■ Problem details ■
Only the number is wanted: how many lines below contain "PathBuf"?
────
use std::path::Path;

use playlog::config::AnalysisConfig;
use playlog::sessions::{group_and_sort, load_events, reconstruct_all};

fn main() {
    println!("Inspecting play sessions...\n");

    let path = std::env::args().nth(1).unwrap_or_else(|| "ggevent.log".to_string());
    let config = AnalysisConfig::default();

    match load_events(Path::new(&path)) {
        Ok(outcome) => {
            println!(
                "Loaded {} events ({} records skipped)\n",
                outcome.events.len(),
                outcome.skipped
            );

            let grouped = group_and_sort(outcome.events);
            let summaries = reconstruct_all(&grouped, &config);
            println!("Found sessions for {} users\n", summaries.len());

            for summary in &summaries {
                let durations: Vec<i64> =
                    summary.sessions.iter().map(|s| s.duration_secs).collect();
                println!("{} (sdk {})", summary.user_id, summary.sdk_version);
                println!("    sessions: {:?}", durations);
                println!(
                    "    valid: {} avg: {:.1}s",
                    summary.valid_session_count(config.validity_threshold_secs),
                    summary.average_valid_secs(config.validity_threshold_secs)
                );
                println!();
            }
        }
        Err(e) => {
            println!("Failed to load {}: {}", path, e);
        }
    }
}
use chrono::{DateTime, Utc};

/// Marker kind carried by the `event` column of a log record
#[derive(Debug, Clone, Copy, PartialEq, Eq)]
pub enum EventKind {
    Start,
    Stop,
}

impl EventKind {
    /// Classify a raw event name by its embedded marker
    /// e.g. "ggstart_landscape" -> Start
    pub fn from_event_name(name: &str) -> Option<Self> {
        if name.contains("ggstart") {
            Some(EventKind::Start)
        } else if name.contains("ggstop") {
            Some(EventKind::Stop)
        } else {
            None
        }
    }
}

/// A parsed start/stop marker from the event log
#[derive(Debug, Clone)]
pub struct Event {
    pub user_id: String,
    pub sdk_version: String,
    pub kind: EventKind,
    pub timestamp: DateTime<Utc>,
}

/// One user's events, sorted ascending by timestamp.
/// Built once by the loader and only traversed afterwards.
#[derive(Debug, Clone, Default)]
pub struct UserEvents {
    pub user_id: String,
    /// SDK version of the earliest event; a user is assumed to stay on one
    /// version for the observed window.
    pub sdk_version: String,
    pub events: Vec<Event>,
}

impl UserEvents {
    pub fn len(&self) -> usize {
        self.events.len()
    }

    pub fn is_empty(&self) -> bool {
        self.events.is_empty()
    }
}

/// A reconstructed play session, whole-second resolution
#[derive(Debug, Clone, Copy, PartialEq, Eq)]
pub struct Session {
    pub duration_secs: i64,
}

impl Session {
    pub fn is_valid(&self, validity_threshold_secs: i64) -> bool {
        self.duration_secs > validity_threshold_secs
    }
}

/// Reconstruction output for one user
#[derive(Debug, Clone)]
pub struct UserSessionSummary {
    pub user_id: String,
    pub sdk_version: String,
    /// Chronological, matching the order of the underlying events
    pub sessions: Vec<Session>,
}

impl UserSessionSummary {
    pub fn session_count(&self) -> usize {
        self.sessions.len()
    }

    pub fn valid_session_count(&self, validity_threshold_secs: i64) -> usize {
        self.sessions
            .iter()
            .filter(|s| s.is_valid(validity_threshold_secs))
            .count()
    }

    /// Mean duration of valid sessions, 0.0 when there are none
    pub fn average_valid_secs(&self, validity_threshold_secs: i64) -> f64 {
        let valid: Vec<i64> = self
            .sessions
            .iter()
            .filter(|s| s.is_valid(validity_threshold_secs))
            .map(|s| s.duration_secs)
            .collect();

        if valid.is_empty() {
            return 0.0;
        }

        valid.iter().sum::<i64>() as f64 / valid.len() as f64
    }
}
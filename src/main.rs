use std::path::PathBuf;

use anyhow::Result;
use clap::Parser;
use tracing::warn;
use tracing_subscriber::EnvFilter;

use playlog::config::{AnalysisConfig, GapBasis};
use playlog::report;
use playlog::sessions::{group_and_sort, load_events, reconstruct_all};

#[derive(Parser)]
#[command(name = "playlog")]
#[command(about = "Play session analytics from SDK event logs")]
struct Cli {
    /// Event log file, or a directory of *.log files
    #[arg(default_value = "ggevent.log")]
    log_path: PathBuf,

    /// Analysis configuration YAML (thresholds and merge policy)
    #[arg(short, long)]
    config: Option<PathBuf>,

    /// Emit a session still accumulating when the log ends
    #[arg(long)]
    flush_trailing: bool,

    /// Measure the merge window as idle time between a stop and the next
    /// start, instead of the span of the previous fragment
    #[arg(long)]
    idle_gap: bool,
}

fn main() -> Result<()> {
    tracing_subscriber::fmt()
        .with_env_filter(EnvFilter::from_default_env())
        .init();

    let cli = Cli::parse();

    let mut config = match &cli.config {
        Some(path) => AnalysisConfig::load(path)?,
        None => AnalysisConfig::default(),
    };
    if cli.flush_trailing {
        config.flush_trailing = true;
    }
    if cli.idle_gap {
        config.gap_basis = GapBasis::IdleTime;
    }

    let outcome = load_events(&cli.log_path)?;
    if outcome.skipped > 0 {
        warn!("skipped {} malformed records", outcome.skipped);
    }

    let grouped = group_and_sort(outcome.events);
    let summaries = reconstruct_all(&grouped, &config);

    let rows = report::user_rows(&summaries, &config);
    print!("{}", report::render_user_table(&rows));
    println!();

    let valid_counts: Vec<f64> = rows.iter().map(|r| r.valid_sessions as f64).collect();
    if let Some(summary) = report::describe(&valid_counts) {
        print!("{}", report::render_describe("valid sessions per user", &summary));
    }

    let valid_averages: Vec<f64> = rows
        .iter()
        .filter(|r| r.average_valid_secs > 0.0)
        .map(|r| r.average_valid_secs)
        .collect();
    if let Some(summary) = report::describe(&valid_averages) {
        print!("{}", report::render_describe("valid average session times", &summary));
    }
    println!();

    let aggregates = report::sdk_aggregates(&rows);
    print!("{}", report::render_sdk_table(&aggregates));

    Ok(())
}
────
■ Response area ■
3